WHAT THE TASK ASKS:
Copy every line from the material below that holds "ValidationError".

DATA FOR THIS EXERCISE:
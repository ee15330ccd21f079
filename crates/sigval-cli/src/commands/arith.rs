use sigval_core::ArithmeticOp;

use crate::cli::ArithArgs;
use crate::error::CliError;
use crate::input::{read_signals, Signal};

use super::CommandResult;

pub fn run(args: &ArithArgs) -> Result<CommandResult, CliError> {
    let loaded = read_signals(&args.input.input)?;
    let lhs = loaded.find(&args.lhs)?;
    let rhs = loaded.operand(&args.rhs)?;

    let mut result = match args.op.trim() {
        "**" | "pow" => match lhs {
            Signal::Boolean { flags, .. } => flags.pow(rhs)?,
            other => other.series().pow(rhs)?,
        },
        token => {
            let op = ArithmeticOp::parse(token)
                .ok_or_else(|| CliError::Command(format!("unknown operator '{token}'")))?;
            match lhs {
                Signal::Boolean { flags, .. } => flags.apply(op, rhs)?,
                other => other.series().apply(op, rhs)?,
            }
        }
    };
    if let Some(name) = &args.name {
        result.set_name(name.clone());
    }

    let mut command_result =
        CommandResult::ok(serde_json::to_value(&result)?).with_warnings(loaded.warnings.clone());
    if result.is_empty() && !lhs.series().is_empty() {
        command_result = command_result.with_warning(format!(
            "result '{}' is empty: operands share no timestamps",
            result.name()
        ));
    }
    Ok(command_result)
}
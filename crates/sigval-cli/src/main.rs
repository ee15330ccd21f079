mod cli;
mod commands;
mod error;
mod input;
mod output;

use std::process::ExitCode;

use clap::Parser;
use tracing_subscriber::layer::SubscriberExt;
use tracing_subscriber::util::SubscriberInitExt;
use tracing_subscriber::EnvFilter;

use crate::cli::Cli;
use crate::error::CliError;

fn main() -> ExitCode {
    let cli = Cli::parse();
    init_tracing(cli.verbose);

    match run(&cli) {
        Ok(code) => code,
        Err(error) => {
            eprintln!("error: {error}");
            ExitCode::from(error.exit_code())
        }
    }
}

fn run(cli: &Cli) -> Result<ExitCode, CliError> {
    let envelope = commands::run(cli)?;
    output::render(&envelope, cli.format, cli.pretty)?;

    if cli.strict && (!envelope.meta.warnings.is_empty() || !envelope.errors.is_empty()) {
        return Err(CliError::StrictModeViolation {
            warning_count: envelope.meta.warnings.len(),
            error_count: envelope.errors.len(),
        });
    }

    if !envelope.errors.is_empty() {
        return Ok(ExitCode::from(3));
    }

    Ok(ExitCode::SUCCESS)
}

/// Diagnostics go to stderr; stdout carries only the envelope.
fn init_tracing(verbose: bool) {
    let fallback = if verbose { "debug" } else { "warn" };
    let filter = EnvFilter::try_from_env("SIGVAL_LOG").unwrap_or_else(|_| EnvFilter::new(fallback));
    let _ = tracing_subscriber::registry()
        .with(filter)
        .with(
            tracing_subscriber::fmt::layer()
                .with_writer(std::io::stderr)
                .with_target(false)
                .without_time(),
        )
        .try_init();
}
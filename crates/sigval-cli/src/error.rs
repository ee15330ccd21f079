use sigval_core::{PlotError, SignalError, ValidationError};
use sigval_warehouse::WarehouseError;
use thiserror::Error;

/// CLI-level error categories mapped to exit codes.
#[derive(Debug, Error)]
pub enum CliError {
    #[error(transparent)]
    Validation(#[from] ValidationError),

    #[error("command error: {0}")]
    Command(String),

    #[error("invalid input document: {0}")]
    Input(String),

    #[error(transparent)]
    Signal(#[from] SignalError),

    #[error(transparent)]
    Plot(#[from] PlotError),

    #[error("warehouse error: {0}")]
    Warehouse(#[from] WarehouseError),

    #[error("strict mode failed: warnings={warning_count}, errors={error_count}")]
    StrictModeViolation {
        warning_count: usize,
        error_count: usize,
    },

    #[error(transparent)]
    Serialization(#[from] serde_json::Error),

    #[error(transparent)]
    Io(#[from] std::io::Error),
}

impl CliError {
    pub const fn exit_code(&self) -> u8 {
        match self {
            Self::Validation(_) | Self::Command(_) | Self::Input(_) => 2,
            Self::Signal(_) | Self::Plot(_) => 3,
            Self::Warehouse(_) => 4,
            Self::StrictModeViolation { .. } => 5,
            Self::Serialization(_) | Self::Io(_) => 10,
        }
    }
}
//! Flat persistence contract shared by every container.
//!
//! A container packs to an ordered list of numbers plus an ordered list of
//! strings. Series timestamps are not part of a pack; they travel in a
//! separate channel and are handed back on unpack.

use std::fmt::{Display, Formatter};
use std::str::FromStr;

use serde::{Deserialize, Serialize};

/// Packed form of a container.
#[derive(Debug, Clone, Default, PartialEq, Serialize, Deserialize)]
pub struct Packed {
    pub values: Vec<f64>,
    #[serde(default)]
    pub messages: Vec<String>,
}

impl Packed {
    pub fn new(values: Vec<f64>, messages: Vec<String>) -> Self {
        Self { values, messages }
    }

    pub fn values_only(values: Vec<f64>) -> Self {
        Self {
            values,
            messages: Vec::new(),
        }
    }
}

/// Containers that can be flattened for storage.
pub trait Pack {
    fn pack(&self) -> Packed;

    fn kind(&self) -> ResultKind;
}

/// Stored container flavor.
#[derive(Debug, Clone, Copy, PartialEq, Eq, Hash, Serialize, Deserialize)]
#[serde(rename_all = "snake_case")]
pub enum ResultKind {
    Scalar,
    Vector,
    Series,
    BooleanSeries,
    PercentageSeries,
    Histogram,
}

impl ResultKind {
    pub const ALL: [ResultKind; 6] = [
        Self::Scalar,
        Self::Vector,
        Self::Series,
        Self::BooleanSeries,
        Self::PercentageSeries,
        Self::Histogram,
    ];

    pub fn as_str(self) -> &'static str {
        match self {
            Self::Scalar => "scalar",
            Self::Vector => "vector",
            Self::Series => "series",
            Self::BooleanSeries => "boolean_series",
            Self::PercentageSeries => "percentage_series",
            Self::Histogram => "histogram",
        }
    }

    /// Whether the kind carries a parallel timestamp channel.
    pub fn is_time_indexed(self) -> bool {
        matches!(
            self,
            Self::Series | Self::BooleanSeries | Self::PercentageSeries
        )
    }
}

impl Display for ResultKind {
    fn fmt(&self, f: &mut Formatter<'_>) -> std::fmt::Result {
        f.write_str(self.as_str())
    }
}

impl FromStr for ResultKind {
    type Err = String;

    fn from_str(value: &str) -> Result<Self, Self::Err> {
        Self::ALL
            .into_iter()
            .find(|kind| kind.as_str() == value)
            .ok_or_else(|| format!("unknown result kind '{value}'"))
    }
}
mod arith;
mod compare;
mod histogram;
mod hysteresis;
mod list;
mod load;
mod plot;
mod resample;
mod stats;
mod store;
mod units;

use std::time::Instant;

use serde_json::Value;
use sigval_core::{
    ChartRenderer, ChartSize, Envelope, EnvelopeMeta, JsonChartRenderer, PlotOptions,
    SvgChartRenderer,
};
use sigval_warehouse::{Warehouse, WarehouseConfig};
use tracing::debug;

use crate::cli::{Cli, Command, RenderArgs, RendererKind};
use crate::error::CliError;

pub struct CommandResult {
    pub data: Value,
    pub warnings: Vec<String>,
}

impl CommandResult {
    pub fn ok(data: Value) -> Self {
        Self {
            data,
            warnings: Vec::new(),
        }
    }

    pub fn with_warning(mut self, warning: impl Into<String>) -> Self {
        self.warnings.push(warning.into());
        self
    }

    pub fn with_warnings(mut self, warnings: Vec<String>) -> Self {
        self.warnings.extend(warnings);
        self
    }
}

pub fn run(cli: &Cli) -> Result<Envelope<Value>, CliError> {
    let started = Instant::now();

    let command_result = match &cli.command {
        Command::Stats(args) => stats::run(args)?,
        Command::Arith(args) => arith::run(args)?,
        Command::Compare(args) => compare::run(args)?,
        Command::Resample(args) => resample::run(args)?,
        Command::Hysteresis(args) => hysteresis::run(args)?,
        Command::Histogram(args) => histogram::run(args, cli.pretty)?,
        Command::Plot(args) => plot::run(args, cli.pretty)?,
        Command::Store(args) => store::run(args, &open_warehouse(cli)?)?,
        Command::Load(args) => load::run(args, &open_warehouse(cli)?)?,
        Command::List => list::run(&open_warehouse(cli)?)?,
        Command::Units => units::run(&open_warehouse(cli)?)?,
    };

    let CommandResult { data, warnings } = command_result;
    let elapsed_ms = u64::try_from(started.elapsed().as_millis()).unwrap_or(u64::MAX);

    let mut meta = EnvelopeMeta::generate(elapsed_ms);
    for warning in warnings {
        meta.push_warning(warning);
    }

    Envelope::with_errors(meta, data, Vec::new()).map_err(CliError::from)
}

fn open_warehouse(cli: &Cli) -> Result<Warehouse, CliError> {
    let config = match &cli.db {
        Some(path) => WarehouseConfig::with_db_path(path),
        None => WarehouseConfig::default(),
    };
    debug!(path = %config.db_path.display(), "opening warehouse");
    Ok(Warehouse::open(config)?)
}

fn renderer(kind: RendererKind, pretty: bool) -> Box<dyn ChartRenderer> {
    match kind {
        RendererKind::Svg => Box::new(SvgChartRenderer),
        RendererKind::Json => Box::new(JsonChartRenderer { pretty }),
    }
}

fn plot_options(args: &RenderArgs) -> PlotOptions {
    PlotOptions {
        size: ChartSize {
            width: args.width,
            height: args.height,
        },
        ..PlotOptions::default()
    }
}
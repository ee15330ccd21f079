//! `DuckDB` connection pool management.

use std::ops::Deref;
use std::path::{Path, PathBuf};
use std::sync::{Arc, Mutex, PoisonError};

use ::duckdb::Connection;
use tracing::debug;

/// Access mode for database connections.
#[derive(Debug, Clone, Copy, PartialEq, Eq)]
pub enum AccessMode {
    /// Read-only access.
    ReadOnly,
    /// Read-write access.
    ReadWrite,
}

#[derive(Default)]
struct PoolState {
    read_only: Vec<Connection>,
    read_write: Vec<Connection>,
}

impl PoolState {
    fn idle(&mut self, mode: AccessMode) -> &mut Vec<Connection> {
        match mode {
            AccessMode::ReadOnly => &mut self.read_only,
            AccessMode::ReadWrite => &mut self.read_write,
        }
    }
}

struct PoolInner {
    db_path: PathBuf,
    max_pool_size: usize,
    /// Opened on first use; every pooled connection is a clone of it so all
    /// of them share one database instance.
    root: Mutex<Option<Connection>>,
    state: Mutex<PoolState>,
}

/// A connection pool manager for `DuckDB` connections.
#[derive(Clone)]
pub struct DuckDbConnectionManager {
    inner: Arc<PoolInner>,
}

impl DuckDbConnectionManager {
    /// Create a new connection pool manager.
    ///
    /// # Arguments
    /// * `path` - Path to the `DuckDB` database file
    /// * `max_pool_size` - Maximum number of idle connections kept per access mode
    #[must_use]
    pub fn new(path: impl Into<PathBuf>, max_pool_size: usize) -> Self {
        Self {
            inner: Arc::new(PoolInner {
                db_path: path.into(),
                max_pool_size: max_pool_size.max(1),
                root: Mutex::new(None),
                state: Mutex::new(PoolState::default()),
            }),
        }
    }

    /// Acquire a connection from the pool, opening a new one when none is
    /// idle.
    ///
    /// # Errors
    /// Returns an error if the database file cannot be opened or configured.
    pub fn acquire(&self, mode: AccessMode) -> Result<PooledConnection, ::duckdb::Error> {
        let idle = self
            .inner
            .state
            .lock()
            .unwrap_or_else(PoisonError::into_inner)
            .idle(mode)
            .pop();

        let connection = match idle {
            Some(connection) => connection,
            None => self.open_connection(mode)?,
        };

        Ok(PooledConnection {
            mode,
            pool: Arc::clone(&self.inner),
            connection,
        })
    }

    fn open_connection(&self, mode: AccessMode) -> Result<Connection, ::duckdb::Error> {
        let mut root = self.inner.root.lock().unwrap_or_else(PoisonError::into_inner);
        let connection = match root.as_ref() {
            Some(root) => root.try_clone()?,
            None => {
                debug!(path = %self.inner.db_path.display(), "opening duckdb database");
                let opened = Connection::open(self.inner.db_path.as_path())?;
                let connection = opened.try_clone()?;
                *root = Some(opened);
                connection
            }
        };
        configure_connection(&connection, mode)?;
        Ok(connection)
    }

    /// Get the path to the database file.
    #[must_use]
    pub fn db_path(&self) -> &Path {
        self.inner.db_path.as_path()
    }

    /// Number of idle connections for `mode`.
    #[must_use]
    pub fn idle_count(&self, mode: AccessMode) -> usize {
        self.inner
            .state
            .lock()
            .unwrap_or_else(PoisonError::into_inner)
            .idle(mode)
            .len()
    }
}

/// A pooled connection that goes back to the pool when dropped.
pub struct PooledConnection {
    mode: AccessMode,
    pool: Arc<PoolInner>,
    connection: Connection,
}

impl Deref for PooledConnection {
    type Target = Connection;

    fn deref(&self) -> &Self::Target {
        &self.connection
    }
}

impl Drop for PooledConnection {
    fn drop(&mut self) {
        let mut state = self.pool.state.lock().unwrap_or_else(PoisonError::into_inner);
        let idle = state.idle(self.mode);
        if idle.len() >= self.pool.max_pool_size {
            return;
        }
        // A clone shares the underlying database instance.
        if let Ok(connection) = self.connection.try_clone() {
            idle.push(connection);
        }
    }
}

fn configure_connection(connection: &Connection, mode: AccessMode) -> Result<(), ::duckdb::Error> {
    connection.execute_batch("PRAGMA disable_progress_bar;")?;
    // Access mode is fixed per database instance, so read-only connections
    // are a separate pool rather than a separate setting.
    debug!(?mode, "configured duckdb connection");
    Ok(())
}

#[cfg(test)]
mod tests {
    use super::*;
    use tempfile::tempdir;

    #[test]
    fn connections_return_to_their_pool() {
        let temp = tempdir().expect("tempdir");
        let manager = DuckDbConnectionManager::new(temp.path().join("pool.duckdb"), 1);

        {
            let first = manager.acquire(AccessMode::ReadWrite).expect("acquire");
            let second = manager.acquire(AccessMode::ReadWrite).expect("acquire");
            first.execute_batch("CREATE TABLE t (x INTEGER)").expect("create");
            drop(second);
        }

        assert_eq!(manager.idle_count(AccessMode::ReadWrite), 1);
        assert_eq!(manager.idle_count(AccessMode::ReadOnly), 0);
    }
}
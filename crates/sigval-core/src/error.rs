use thiserror::Error;

/// Construction errors. These abort construction and never yield a
/// partially valid container.
#[derive(Debug, Error, Clone, PartialEq)]
pub enum ValidationError {
    #[error("'{name}' requires a value range (range_min and range_max)")]
    MissingRange { name: String },
    #[error("range of '{name}' is inverted: min {min} > max {max}")]
    InvertedRange { name: String, min: f64, max: f64 },

    #[error("field '{field}' must be finite")]
    NonFiniteValue { field: &'static str },
    #[error("name cannot be empty")]
    EmptyName,

    #[error("timestamp must be RFC3339 UTC (suffix Z): '{value}'")]
    TimestampNotUtc { value: String },

    #[error("request_id must be at least 8 characters")]
    InvalidRequestId,
    #[error("schema_version must match vMAJOR.MINOR.PATCH: '{value}'")]
    InvalidSchemaVersion { value: String },
    #[error("error code cannot be empty")]
    EmptyErrorCode,
    #[error("error message cannot be empty")]
    EmptyErrorMessage,
}

/// Non-fatal operation errors. An operation returning one of these produced
/// no result; the operands are unchanged.
#[derive(Debug, Error, Clone, PartialEq)]
pub enum SignalError {
    #[error("operation '{op}' is not possible for boolean series '{name}'")]
    NotPossibleForBoolean { op: &'static str, name: String },
    #[error("operation '{op}' is not possible for percentage series '{name}'")]
    NotPossibleForPercentage { op: &'static str, name: String },

    #[error("division by 0 is not defined for '{name}'")]
    DivisionByZero { name: String },
    #[error("operand {operand} is not supported for '{op}' on '{name}'")]
    UnsupportedOperand {
        op: &'static str,
        operand: &'static str,
        name: String,
    },
    #[error("unsupported configuration for '{name}': {reason}")]
    UnsupportedConfiguration { name: String, reason: String },

    #[error("default value {value} does not match the {domain} domain of '{name}'")]
    IncompatibleDefault {
        name: String,
        value: f64,
        domain: &'static str,
    },
    #[error("default value {value} of '{name}' is outside [{min}, {max}]")]
    DefaultOutOfRange {
        name: String,
        value: f64,
        min: f64,
        max: f64,
    },
    #[error("default value of boolean series '{name}' must be 0 or 1, got {value}")]
    InvalidBinaryDefault { name: String, value: f64 },

    #[error("interval bound {bound} of '{name}' is outside the series span")]
    IntervalOutOfBounds { name: String, bound: f64 },
    #[error("'{name}' holds no values")]
    EmptySource { name: String },

    #[error("unit {found} of '{name}' does not match {expected}")]
    UnitMismatch {
        name: String,
        expected: String,
        found: String,
    },
    #[error("provided signals do not share a common timestamp basis with '{name}'")]
    NoCommonTimestamps { name: String },
}

/// Unit label parsing and composition errors.
#[derive(Debug, Error, Clone, PartialEq)]
pub enum UnitError {
    #[error("unit exponent must be finite, got {exponent}")]
    NonFiniteExponent { exponent: f64 },
    #[error("cannot parse unit label '{label}': {reason}")]
    InvalidLabel { label: String, reason: String },
}

/// Malformed pack payloads.
#[derive(Debug, Error, Clone, PartialEq, Eq)]
pub enum PackError {
    #[error("packed {kind} needs at least {expected} values, got {actual}")]
    TooShort {
        kind: &'static str,
        expected: usize,
        actual: usize,
    },
    #[error("packed histogram has an odd number of pair values ({actual})")]
    OddPairCount { actual: usize },
    #[error("timestamp channel holds {timestamps} entries for {values} values")]
    TimestampMismatch { timestamps: usize, values: usize },
}

/// Chart rendering errors.
#[derive(Debug, Error)]
pub enum PlotError {
    #[error("nothing to draw: {0}")]
    EmptyChart(String),
    #[error("chart serialization error: {0}")]
    Serialization(#[from] serde_json::Error),
    #[error("chart backend error: {0}")]
    Render(String),
    #[error(transparent)]
    Signal(#[from] SignalError),
}

/// Top-level error type for core operations.
#[derive(Debug, Error)]
pub enum CoreError {
    #[error(transparent)]
    Validation(#[from] ValidationError),

    #[error(transparent)]
    Signal(#[from] SignalError),

    #[error(transparent)]
    Unit(#[from] UnitError),

    #[error(transparent)]
    Pack(#[from] PackError),

    #[error(transparent)]
    Plot(#[from] PlotError),

    #[error("serialization error: {0}")]
    Serialization(#[from] serde_json::Error),
}
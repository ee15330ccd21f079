use tracing::warn;

use super::{intersect, TimeSeries, Timestamp};
use crate::plot::{ChartKind, ChartRenderer, ChartRequest, ChartSeries, Extent, PlotOptions, RenderedChart};
use crate::{PlotError, SignalError};

impl TimeSeries {
    /// Time plot of `self` plus companions sharing its unit.
    ///
    /// With a `timebase` the master is resampled onto it first; companions
    /// are always resampled onto the master's timestamps. Companions with a
    /// different unit are skipped.
    pub fn plot(
        &self,
        companions: &[&TimeSeries],
        timebase: Option<&[Timestamp]>,
        renderer: &dyn ChartRenderer,
        options: &PlotOptions,
    ) -> Result<RenderedChart, PlotError> {
        let master = match timebase {
            Some(timestamps) => self.resample(timestamps, None)?,
            None => self.clone(),
        };
        let Some(origin) = master.start_timestamp() else {
            return Err(PlotError::EmptyChart(self.name().to_owned()));
        };

        let mut drawn = vec![master.clone()];
        for companion in companions {
            if !companion.unit().same_dimension(self.unit()) {
                warn!(
                    series = %self.name(),
                    companion = %companion.name(),
                    expected = %self.unit(),
                    found = %companion.unit(),
                    "companion unit differs, not plotted"
                );
                continue;
            }
            match companion.resample(master.timestamps(), None) {
                Ok(resampled) => drawn.push(resampled),
                Err(err) => {
                    warn!(series = %self.name(), companion = %companion.name(), %err, "companion not plotted")
                }
            }
        }

        let seconds = master.times_in_seconds(origin);
        let series = drawn
            .iter()
            .map(|signal| {
                let points = seconds.iter().copied().zip(signal.values().iter().copied()).collect();
                ChartSeries::new(signal.name(), points)
            })
            .collect();

        let x_extent = seconds.first().zip(seconds.last()).map(|(min, max)| Extent {
            min: *min,
            max: *max,
        });
        let y_extent = padded_extent(
            drawn.iter().flat_map(|signal| signal.values().iter().copied()),
            options.legend,
        );

        let request = ChartRequest::new(self.name(), line_or_scatter(options), options)
            .with_labels("time [s]", self.unit().to_string())
            .with_series(series)
            .with_extents(x_extent, y_extent);
        renderer.render(&request)
    }

    /// X/y plot: `self` on the x axis against each of `others` on their
    /// common timestamps.
    pub fn plot_xy(
        &self,
        others: &[&TimeSeries],
        renderer: &dyn ChartRenderer,
        options: &PlotOptions,
    ) -> Result<RenderedChart, PlotError> {
        let Some(first) = others.first() else {
            return Err(PlotError::EmptyChart(self.name().to_owned()));
        };
        if let Some(odd) = others.iter().find(|other| !other.unit().same_dimension(first.unit())) {
            return Err(SignalError::UnitMismatch {
                name: odd.name().to_owned(),
                expected: first.unit().label.clone(),
                found: odd.unit().label.clone(),
            }
            .into());
        }

        let series: Vec<ChartSeries> = others
            .iter()
            .map(|other| {
                let points = intersect(self.timestamps(), other.timestamps())
                    .into_iter()
                    .map(|(i, j)| (self.values()[i], other.values()[j]))
                    .collect();
                ChartSeries::new(other.name(), points)
            })
            .collect();
        if series.iter().all(|drawn| drawn.points.is_empty()) {
            return Err(SignalError::NoCommonTimestamps {
                name: self.name().to_owned(),
            }
            .into());
        }

        let y_extent = padded_extent(
            series
                .iter()
                .flat_map(|drawn| drawn.points.iter().map(|(_, y)| *y)),
            options.legend,
        );
        let request = ChartRequest::new(self.name(), line_or_scatter(options), options)
            .with_labels(self.unit().to_string(), first.unit().to_string())
            .with_series(series)
            .with_extents(None, y_extent);
        renderer.render(&request)
    }
}

fn line_or_scatter(options: &PlotOptions) -> ChartKind {
    if options.scatter {
        ChartKind::Scatter
    } else {
        ChartKind::Line
    }
}

/// Finite value extent, padded 5% below and 15% above when a legend needs
/// room, 5% both ways otherwise.
fn padded_extent(values: impl Iterator<Item = f64>, legend: bool) -> Option<Extent> {
    let (min, max) = values
        .filter(|value| value.is_finite())
        .fold(None, |extent: Option<(f64, f64)>, value| match extent {
            None => Some((value, value)),
            Some((min, max)) => Some((min.min(value), max.max(value))),
        })?;

    let span = if max > min { max - min } else { max.abs().max(1.0) };
    let top = if legend { 0.15 } else { 0.05 };
    Some(Extent {
        min: min - span * 0.05,
        max: max + span * top,
    })
}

EXERCISE RESULT:
use sigval_core::{PlotError, SignalError, ValidationError};
    Validation(#[from] ValidationError),
pub enum ValidationError {
    Validation(#[from] ValidationError),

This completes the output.